> _Aim of the task_: Go through the entries below and say how many lines contain the string "exports"; write only that number.

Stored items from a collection
========================================================================
use tokio::net::TcpListener;
use tracing_subscriber::EnvFilter;

#[tokio::main]
async fn main() -> Result<(), std::io::Error> {
    tracing_subscriber::fmt()
        .with_env_filter(EnvFilter::try_from_default_env().unwrap_or_else(|_| EnvFilter::new("info")))
        .init();

    let host = std::env::var("HOST").unwrap_or_else(|_| "127.0.0.1".to_string());
    let port = std::env::var("PORT").unwrap_or_else(|_| "8080".to_string());
    let addr = format!("{host}:{port}");
    let listener = TcpListener::bind(&addr).await?;
    tracing::info!("listening on http://{addr}{}", mock_server::STATES_PATH);
    mock_server::run(listener).await
}
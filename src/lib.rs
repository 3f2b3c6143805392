//! # Martload - Retail sales conformance pipeline
//!
//! Martload takes raw retail exports (customers, inventory, sales, shipping,
//! calendar) through a staged ETL pipeline and loads them into a star-schema
//! warehouse for reporting and forecasting.
//!
//! ## Architecture
//!
//! ```text
//! ┌─────────────┐     ┌─────────────┐     ┌─────────────┐     ┌─────────────┐
//! │  Raw CSVs   │────▶│    Clean    │────▶│  Transform  │────▶│  Warehouse  │
//! │ (auto-enc)  │     │ (impute...) │     │ (star join) │     │  (SQLite)   │
//! └─────────────┘     └─────────────┘     └──────┬──────┘     └─────────────┘
//!                                                │
//!                                           Validate (gate)
//! ```
//!
//! Two error philosophies coexist: the cleaning stage never fails on bad
//! *values* (it imputes, defaults, and clamps), while structural and
//! referential problems are always fatal.
//!
//! ## Quick Start
//!
//! ```rust,ignore
//! use martload::pipeline::{self, DataPaths};
//! use martload::warehouse::WarehouseConfig;
//!
//! fn main() {
//!     let paths = DataPaths::under("data".as_ref());
//!     let warehouse = WarehouseConfig::new("warehouse.db", "skipped_rows.log");
//!     let report = pipeline::run(&paths, Some(warehouse)).unwrap();
//!     println!("loaded {} fact rows", report.validation.fact_rows);
//! }
//! ```
//!
//! ## Modules
//!
//! - [`error`] - Hierarchical error types
//! - [`table`] - Typed in-memory tables and CSV persistence
//! - [`source`] - Raw source reading with encoding auto-detection
//! - [`clean`] - Imputation, clamping, and normalization
//! - [`transform`] - Star-schema construction
//! - [`validate`] - Standalone integrity validation
//! - [`warehouse`] - SQLite loading and feature queries
//! - [`pipeline`] - End-to-end orchestration

// Core modules
pub mod error;
pub mod table;

// Extraction
pub mod source;

// Cleaning
pub mod clean;

// Transformation
pub mod transform;

// Validation
pub mod validate;

// Warehouse
pub mod warehouse;

// Orchestration
pub mod pipeline;

// =============================================================================
// Re-exports - Error types
// =============================================================================

pub use error::{
    LoadError, PipelineError, SourceError, TableError, TransformError, ValidationError,
};

// =============================================================================
// Re-exports - Core types
// =============================================================================

pub use pipeline::{DataPaths, RunReport};
pub use source::SourceKind;
pub use table::{Cell, ColumnType, Table};
pub use warehouse::{LoadReport, WarehouseConfig, WarehouseLoader};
========================================================================
> _Exercise response_: 3